#### [TASK INSTRUCTIONS]
Across the entries that follow, how many lines have the word "enum" in them? Give only the number.

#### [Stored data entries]
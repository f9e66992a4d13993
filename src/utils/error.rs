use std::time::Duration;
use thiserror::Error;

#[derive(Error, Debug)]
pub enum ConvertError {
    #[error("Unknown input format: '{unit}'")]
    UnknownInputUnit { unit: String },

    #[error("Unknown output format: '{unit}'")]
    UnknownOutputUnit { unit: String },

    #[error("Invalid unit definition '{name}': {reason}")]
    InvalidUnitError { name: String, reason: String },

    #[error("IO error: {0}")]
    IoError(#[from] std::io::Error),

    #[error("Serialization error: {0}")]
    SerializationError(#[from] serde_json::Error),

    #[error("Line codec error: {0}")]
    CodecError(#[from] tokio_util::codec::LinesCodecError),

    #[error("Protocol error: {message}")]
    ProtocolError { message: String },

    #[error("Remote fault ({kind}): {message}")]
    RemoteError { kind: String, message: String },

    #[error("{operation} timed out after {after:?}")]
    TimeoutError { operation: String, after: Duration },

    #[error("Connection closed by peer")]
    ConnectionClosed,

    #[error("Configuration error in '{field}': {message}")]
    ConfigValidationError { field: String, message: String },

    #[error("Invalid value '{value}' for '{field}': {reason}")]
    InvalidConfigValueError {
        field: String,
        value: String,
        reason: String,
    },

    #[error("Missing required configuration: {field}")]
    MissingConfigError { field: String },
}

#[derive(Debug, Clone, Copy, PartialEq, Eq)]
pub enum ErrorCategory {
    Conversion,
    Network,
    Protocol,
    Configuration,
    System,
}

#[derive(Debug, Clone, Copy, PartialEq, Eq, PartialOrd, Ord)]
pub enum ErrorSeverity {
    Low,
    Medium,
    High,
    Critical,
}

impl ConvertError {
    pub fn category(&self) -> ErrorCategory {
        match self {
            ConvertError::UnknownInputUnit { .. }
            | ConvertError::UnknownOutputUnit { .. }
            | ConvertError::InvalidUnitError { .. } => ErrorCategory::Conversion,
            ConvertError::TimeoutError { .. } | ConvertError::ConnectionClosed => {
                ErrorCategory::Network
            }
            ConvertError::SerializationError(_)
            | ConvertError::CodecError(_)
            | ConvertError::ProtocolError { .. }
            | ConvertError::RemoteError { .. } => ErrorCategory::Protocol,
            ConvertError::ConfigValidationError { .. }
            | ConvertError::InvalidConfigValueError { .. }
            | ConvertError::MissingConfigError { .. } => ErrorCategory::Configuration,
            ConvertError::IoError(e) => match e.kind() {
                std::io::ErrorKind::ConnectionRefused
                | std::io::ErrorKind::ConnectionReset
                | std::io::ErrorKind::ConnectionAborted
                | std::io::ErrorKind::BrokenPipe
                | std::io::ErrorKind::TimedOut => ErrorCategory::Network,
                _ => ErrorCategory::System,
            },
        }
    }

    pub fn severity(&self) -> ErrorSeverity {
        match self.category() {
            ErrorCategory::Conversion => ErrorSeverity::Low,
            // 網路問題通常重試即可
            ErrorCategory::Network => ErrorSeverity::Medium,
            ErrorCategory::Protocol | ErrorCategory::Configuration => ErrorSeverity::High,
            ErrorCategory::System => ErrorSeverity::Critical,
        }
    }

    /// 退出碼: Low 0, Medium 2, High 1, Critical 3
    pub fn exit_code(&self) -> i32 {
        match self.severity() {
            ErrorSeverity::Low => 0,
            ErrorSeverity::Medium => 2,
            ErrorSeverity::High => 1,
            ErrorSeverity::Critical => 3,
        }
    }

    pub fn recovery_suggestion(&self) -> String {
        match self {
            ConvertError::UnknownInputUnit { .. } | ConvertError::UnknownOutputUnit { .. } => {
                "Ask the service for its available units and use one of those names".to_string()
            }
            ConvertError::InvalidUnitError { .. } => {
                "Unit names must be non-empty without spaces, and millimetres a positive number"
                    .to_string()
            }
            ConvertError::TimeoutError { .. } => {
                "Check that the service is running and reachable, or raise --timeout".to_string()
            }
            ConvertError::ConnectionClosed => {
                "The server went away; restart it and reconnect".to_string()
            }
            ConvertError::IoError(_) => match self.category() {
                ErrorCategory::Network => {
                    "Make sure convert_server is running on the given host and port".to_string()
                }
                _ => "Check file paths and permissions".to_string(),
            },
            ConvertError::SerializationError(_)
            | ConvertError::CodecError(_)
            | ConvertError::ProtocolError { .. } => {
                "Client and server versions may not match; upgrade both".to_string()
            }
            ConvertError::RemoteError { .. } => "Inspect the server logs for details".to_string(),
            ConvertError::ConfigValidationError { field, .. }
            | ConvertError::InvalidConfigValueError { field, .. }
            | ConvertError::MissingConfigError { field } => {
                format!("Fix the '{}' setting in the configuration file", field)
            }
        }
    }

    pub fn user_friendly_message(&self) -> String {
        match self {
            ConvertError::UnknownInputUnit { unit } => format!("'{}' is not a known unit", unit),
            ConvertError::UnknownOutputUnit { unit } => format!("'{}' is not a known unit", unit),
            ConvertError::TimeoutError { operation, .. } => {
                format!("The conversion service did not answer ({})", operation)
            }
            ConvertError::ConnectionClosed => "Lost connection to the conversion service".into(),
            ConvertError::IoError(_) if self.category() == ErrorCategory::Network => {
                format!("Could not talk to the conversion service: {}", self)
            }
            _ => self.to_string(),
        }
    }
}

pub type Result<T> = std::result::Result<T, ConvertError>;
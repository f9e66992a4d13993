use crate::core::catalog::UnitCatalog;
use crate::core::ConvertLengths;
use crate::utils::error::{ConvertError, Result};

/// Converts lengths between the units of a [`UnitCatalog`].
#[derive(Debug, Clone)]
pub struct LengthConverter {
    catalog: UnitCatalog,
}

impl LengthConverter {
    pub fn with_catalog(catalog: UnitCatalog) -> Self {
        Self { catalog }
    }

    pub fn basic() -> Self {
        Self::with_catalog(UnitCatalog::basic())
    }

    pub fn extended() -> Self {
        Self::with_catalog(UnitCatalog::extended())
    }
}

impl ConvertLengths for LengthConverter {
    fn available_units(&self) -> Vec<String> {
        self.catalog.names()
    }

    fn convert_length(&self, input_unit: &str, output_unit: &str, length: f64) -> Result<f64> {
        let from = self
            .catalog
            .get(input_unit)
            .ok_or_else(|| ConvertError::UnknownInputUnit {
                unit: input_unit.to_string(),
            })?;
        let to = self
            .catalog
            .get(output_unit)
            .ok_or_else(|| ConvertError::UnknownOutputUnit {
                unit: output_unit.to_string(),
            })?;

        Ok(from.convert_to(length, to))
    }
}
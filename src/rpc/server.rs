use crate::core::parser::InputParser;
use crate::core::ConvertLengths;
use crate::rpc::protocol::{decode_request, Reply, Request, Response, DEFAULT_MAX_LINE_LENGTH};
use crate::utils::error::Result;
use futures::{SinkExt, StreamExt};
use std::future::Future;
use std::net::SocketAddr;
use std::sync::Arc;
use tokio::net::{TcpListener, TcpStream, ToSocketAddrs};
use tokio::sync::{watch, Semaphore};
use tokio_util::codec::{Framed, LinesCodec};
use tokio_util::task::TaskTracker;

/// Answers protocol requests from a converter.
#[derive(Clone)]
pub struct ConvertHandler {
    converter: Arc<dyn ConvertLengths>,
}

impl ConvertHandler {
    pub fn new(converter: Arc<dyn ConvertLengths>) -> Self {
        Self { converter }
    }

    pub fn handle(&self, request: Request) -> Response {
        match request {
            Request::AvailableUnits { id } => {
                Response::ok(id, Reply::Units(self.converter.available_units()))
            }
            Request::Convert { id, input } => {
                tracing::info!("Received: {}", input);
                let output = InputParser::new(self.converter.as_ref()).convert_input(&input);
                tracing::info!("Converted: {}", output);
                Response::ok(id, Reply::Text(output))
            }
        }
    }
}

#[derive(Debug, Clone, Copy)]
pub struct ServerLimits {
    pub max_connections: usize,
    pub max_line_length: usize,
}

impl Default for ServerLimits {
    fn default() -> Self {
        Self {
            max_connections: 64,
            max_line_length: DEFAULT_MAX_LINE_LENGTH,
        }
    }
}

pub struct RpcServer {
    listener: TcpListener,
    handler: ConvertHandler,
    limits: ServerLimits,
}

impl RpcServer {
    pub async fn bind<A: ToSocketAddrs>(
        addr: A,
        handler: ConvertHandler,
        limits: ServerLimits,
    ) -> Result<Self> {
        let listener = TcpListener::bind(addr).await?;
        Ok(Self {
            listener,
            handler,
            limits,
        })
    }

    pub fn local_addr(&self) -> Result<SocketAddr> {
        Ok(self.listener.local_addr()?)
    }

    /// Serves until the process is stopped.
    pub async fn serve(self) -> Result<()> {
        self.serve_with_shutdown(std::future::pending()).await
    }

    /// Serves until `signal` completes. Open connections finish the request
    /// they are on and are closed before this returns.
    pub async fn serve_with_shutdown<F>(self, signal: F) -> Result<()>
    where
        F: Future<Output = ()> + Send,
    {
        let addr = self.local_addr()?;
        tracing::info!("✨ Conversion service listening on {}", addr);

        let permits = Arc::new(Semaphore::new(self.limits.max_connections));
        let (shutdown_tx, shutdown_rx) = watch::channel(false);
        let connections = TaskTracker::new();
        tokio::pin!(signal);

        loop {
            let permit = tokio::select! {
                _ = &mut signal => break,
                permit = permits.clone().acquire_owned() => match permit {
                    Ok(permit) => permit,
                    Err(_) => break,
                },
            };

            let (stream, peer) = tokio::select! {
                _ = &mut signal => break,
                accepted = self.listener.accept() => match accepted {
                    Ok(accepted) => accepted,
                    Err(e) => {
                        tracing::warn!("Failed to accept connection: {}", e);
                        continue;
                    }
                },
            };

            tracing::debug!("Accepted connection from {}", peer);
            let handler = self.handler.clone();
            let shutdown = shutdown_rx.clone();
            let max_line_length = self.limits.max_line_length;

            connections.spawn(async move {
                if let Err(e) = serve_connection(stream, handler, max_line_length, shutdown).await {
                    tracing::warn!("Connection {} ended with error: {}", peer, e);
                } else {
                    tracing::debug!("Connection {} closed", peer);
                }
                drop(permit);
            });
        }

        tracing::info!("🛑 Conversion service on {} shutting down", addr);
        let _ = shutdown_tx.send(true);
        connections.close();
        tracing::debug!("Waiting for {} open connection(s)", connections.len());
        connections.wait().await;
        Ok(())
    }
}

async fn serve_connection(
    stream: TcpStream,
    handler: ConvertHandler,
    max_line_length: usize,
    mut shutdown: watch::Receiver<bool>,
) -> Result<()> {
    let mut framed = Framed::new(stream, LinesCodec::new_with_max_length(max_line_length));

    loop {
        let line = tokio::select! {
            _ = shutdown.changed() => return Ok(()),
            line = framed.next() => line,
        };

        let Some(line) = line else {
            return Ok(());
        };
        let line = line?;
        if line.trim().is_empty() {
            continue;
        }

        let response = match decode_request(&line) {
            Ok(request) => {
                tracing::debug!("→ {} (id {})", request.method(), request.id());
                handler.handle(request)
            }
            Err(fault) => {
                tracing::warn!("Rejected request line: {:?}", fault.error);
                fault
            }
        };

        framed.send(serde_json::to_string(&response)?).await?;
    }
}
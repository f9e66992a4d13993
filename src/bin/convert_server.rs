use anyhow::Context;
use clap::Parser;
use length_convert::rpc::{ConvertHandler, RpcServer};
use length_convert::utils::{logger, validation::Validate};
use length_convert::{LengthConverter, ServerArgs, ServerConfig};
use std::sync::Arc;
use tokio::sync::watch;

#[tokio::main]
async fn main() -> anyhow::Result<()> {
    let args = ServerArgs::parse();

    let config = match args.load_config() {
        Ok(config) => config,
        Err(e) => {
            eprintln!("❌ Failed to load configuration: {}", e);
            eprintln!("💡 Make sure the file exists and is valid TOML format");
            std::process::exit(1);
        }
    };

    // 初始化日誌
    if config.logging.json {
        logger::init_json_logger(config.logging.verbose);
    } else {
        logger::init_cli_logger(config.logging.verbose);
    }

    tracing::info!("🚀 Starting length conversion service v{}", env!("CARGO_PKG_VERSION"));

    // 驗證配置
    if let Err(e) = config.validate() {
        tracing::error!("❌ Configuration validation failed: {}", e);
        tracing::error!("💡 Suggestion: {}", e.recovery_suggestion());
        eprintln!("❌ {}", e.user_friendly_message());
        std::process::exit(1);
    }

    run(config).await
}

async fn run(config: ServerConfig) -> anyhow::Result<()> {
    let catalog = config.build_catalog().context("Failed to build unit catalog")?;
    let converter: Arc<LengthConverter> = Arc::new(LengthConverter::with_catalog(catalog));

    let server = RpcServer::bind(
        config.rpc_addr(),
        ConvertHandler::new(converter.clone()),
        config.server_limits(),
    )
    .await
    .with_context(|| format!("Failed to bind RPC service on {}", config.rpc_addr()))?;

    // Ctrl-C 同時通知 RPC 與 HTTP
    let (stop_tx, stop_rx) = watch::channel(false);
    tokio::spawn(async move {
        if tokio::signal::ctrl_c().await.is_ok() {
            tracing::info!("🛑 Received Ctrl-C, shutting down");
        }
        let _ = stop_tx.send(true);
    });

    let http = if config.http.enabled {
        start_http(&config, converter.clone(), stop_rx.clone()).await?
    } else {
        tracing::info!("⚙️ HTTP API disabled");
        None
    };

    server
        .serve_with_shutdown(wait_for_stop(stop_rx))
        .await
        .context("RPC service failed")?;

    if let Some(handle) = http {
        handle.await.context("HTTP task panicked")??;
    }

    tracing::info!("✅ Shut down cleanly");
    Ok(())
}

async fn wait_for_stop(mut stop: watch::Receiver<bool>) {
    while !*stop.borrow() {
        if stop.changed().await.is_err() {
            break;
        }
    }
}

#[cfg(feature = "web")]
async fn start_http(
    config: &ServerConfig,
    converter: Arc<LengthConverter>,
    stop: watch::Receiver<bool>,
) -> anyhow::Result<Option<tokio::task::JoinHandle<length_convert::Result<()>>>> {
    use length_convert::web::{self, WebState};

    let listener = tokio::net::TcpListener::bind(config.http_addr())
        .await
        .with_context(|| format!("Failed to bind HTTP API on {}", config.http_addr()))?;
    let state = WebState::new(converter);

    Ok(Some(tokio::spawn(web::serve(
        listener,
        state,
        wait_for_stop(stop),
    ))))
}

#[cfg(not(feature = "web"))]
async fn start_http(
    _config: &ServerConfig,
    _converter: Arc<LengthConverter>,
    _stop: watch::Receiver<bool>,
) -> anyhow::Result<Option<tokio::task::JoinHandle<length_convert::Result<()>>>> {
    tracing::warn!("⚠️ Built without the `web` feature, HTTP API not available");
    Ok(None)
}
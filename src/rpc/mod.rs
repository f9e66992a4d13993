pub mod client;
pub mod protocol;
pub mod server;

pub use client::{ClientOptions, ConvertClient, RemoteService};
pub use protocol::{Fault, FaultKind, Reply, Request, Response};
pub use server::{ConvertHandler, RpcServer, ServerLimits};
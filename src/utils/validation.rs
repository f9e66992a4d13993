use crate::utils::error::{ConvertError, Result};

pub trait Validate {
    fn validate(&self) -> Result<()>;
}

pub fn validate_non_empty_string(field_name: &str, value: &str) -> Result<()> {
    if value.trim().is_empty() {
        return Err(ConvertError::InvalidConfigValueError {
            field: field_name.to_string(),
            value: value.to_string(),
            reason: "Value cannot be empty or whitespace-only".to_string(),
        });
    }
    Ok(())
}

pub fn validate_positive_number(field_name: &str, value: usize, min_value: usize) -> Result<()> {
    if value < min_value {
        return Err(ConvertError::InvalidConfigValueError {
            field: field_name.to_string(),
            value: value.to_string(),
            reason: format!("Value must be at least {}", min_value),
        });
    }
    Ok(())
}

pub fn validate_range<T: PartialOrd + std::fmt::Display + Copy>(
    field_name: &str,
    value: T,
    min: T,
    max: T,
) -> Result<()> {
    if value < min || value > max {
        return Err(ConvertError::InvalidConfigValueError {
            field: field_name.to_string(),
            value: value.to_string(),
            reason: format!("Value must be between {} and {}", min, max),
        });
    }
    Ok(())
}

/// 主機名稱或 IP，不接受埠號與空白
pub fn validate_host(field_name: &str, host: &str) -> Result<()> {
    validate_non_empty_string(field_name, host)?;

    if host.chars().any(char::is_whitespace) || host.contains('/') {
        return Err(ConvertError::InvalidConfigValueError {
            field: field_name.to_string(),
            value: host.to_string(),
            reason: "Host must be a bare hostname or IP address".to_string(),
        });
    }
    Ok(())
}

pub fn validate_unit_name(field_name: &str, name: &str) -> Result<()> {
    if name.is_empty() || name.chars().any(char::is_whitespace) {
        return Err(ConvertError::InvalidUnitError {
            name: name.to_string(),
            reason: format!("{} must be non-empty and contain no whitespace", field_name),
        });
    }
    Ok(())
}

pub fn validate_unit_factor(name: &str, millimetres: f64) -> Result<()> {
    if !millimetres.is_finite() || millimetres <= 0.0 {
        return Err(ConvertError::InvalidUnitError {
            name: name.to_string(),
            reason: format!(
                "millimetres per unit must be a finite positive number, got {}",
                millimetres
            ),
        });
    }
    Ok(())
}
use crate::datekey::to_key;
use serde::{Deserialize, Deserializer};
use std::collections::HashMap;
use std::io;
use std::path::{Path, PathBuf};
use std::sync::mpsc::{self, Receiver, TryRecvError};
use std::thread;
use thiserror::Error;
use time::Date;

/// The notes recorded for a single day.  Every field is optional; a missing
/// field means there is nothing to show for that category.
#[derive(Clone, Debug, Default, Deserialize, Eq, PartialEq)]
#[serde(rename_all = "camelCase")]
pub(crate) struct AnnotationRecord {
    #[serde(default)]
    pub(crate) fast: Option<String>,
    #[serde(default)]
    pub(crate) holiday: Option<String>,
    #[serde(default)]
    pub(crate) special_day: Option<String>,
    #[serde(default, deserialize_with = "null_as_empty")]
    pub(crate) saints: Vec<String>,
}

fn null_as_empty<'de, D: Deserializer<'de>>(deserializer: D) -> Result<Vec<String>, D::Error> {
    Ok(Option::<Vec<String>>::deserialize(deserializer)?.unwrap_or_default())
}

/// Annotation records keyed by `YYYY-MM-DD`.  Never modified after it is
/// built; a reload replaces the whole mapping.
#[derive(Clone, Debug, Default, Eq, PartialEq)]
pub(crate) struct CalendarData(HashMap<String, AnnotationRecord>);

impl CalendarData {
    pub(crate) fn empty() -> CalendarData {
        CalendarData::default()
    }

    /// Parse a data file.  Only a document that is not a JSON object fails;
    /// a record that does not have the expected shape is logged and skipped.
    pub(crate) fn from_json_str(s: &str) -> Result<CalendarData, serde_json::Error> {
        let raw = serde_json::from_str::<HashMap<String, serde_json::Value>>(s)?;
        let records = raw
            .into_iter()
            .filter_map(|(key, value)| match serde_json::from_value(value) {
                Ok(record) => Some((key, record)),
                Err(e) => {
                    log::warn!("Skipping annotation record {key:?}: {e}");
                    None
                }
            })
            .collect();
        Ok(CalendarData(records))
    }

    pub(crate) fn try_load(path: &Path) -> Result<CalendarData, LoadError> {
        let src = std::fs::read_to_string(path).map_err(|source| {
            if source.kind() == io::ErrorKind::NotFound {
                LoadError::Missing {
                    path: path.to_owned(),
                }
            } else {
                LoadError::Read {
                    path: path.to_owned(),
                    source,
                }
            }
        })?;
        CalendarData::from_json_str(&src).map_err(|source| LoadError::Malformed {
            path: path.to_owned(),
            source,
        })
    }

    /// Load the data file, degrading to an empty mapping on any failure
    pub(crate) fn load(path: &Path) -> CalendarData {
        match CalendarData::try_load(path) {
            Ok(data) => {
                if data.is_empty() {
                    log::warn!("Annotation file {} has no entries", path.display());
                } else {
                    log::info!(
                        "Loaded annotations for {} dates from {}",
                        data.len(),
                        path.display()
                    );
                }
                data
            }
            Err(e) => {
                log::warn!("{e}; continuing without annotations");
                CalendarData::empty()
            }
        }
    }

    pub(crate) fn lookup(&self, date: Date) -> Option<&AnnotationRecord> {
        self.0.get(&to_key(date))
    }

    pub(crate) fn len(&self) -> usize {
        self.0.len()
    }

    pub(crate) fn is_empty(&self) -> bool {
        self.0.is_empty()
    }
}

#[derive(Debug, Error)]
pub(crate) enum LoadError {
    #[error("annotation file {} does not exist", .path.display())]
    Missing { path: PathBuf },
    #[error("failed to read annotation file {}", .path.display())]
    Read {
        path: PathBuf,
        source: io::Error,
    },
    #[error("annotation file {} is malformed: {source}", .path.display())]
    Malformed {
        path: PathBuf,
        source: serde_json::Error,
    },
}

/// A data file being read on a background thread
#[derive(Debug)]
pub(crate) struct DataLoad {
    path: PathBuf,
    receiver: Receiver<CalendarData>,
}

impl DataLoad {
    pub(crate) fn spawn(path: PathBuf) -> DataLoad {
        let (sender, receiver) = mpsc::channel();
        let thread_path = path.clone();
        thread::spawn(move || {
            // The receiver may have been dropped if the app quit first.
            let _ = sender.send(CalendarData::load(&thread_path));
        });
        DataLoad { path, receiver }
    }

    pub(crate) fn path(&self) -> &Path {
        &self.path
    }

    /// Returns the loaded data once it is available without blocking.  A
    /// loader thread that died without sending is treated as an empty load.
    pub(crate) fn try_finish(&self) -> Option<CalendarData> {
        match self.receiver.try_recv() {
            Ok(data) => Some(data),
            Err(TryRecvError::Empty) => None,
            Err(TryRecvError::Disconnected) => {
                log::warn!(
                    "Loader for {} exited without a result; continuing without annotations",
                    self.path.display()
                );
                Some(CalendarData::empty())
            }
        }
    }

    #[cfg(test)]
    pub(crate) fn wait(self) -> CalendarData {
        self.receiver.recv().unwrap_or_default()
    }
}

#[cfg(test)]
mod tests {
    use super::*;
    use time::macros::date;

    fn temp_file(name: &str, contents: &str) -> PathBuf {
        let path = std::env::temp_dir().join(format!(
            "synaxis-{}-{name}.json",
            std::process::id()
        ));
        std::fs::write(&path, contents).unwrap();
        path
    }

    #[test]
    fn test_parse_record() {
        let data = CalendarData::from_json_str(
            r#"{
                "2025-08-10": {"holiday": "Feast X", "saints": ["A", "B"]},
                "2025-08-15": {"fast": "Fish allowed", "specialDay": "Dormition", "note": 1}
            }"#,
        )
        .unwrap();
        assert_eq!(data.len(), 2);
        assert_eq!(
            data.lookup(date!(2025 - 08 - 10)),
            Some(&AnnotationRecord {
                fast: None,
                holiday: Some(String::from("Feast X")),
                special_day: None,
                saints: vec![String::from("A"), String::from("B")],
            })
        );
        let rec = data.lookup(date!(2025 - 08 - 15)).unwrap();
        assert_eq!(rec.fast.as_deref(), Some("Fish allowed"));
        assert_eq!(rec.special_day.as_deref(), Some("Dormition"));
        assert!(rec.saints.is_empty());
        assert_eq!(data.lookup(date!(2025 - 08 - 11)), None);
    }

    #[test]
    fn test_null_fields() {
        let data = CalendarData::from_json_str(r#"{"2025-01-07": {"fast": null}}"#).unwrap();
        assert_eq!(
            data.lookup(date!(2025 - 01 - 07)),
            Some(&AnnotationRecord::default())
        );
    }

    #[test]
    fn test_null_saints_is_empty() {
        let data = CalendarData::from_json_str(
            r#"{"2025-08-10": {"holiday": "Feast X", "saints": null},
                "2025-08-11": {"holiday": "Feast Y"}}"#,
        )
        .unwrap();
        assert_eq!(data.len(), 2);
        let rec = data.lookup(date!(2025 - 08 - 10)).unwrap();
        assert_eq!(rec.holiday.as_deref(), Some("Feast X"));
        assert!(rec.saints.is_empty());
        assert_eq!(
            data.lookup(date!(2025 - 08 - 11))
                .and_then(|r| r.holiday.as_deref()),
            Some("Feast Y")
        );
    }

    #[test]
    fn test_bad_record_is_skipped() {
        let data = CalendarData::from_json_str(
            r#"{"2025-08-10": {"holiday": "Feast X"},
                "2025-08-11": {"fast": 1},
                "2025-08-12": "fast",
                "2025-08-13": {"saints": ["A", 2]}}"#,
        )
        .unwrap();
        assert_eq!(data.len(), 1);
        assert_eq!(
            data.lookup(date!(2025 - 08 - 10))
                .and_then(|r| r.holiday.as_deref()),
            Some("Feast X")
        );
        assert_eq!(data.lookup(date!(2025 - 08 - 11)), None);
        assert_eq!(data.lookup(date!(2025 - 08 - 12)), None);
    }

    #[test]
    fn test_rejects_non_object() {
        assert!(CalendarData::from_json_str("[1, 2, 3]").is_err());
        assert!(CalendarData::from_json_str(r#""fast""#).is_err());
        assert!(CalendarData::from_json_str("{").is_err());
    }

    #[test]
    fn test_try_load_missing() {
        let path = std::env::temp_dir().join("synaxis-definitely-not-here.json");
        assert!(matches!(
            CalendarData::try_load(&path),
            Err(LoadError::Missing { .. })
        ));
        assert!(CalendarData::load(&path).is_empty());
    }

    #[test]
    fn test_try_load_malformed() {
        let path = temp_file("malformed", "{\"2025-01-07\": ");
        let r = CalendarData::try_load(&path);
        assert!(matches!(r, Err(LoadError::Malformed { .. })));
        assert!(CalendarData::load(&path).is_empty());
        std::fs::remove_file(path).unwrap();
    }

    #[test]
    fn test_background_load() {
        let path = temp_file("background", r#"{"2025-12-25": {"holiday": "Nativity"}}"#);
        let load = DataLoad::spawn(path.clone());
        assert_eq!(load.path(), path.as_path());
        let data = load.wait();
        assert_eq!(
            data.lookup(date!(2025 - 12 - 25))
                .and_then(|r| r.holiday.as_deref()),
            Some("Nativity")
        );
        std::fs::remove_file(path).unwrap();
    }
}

#### [YOUR RESPONSE]
4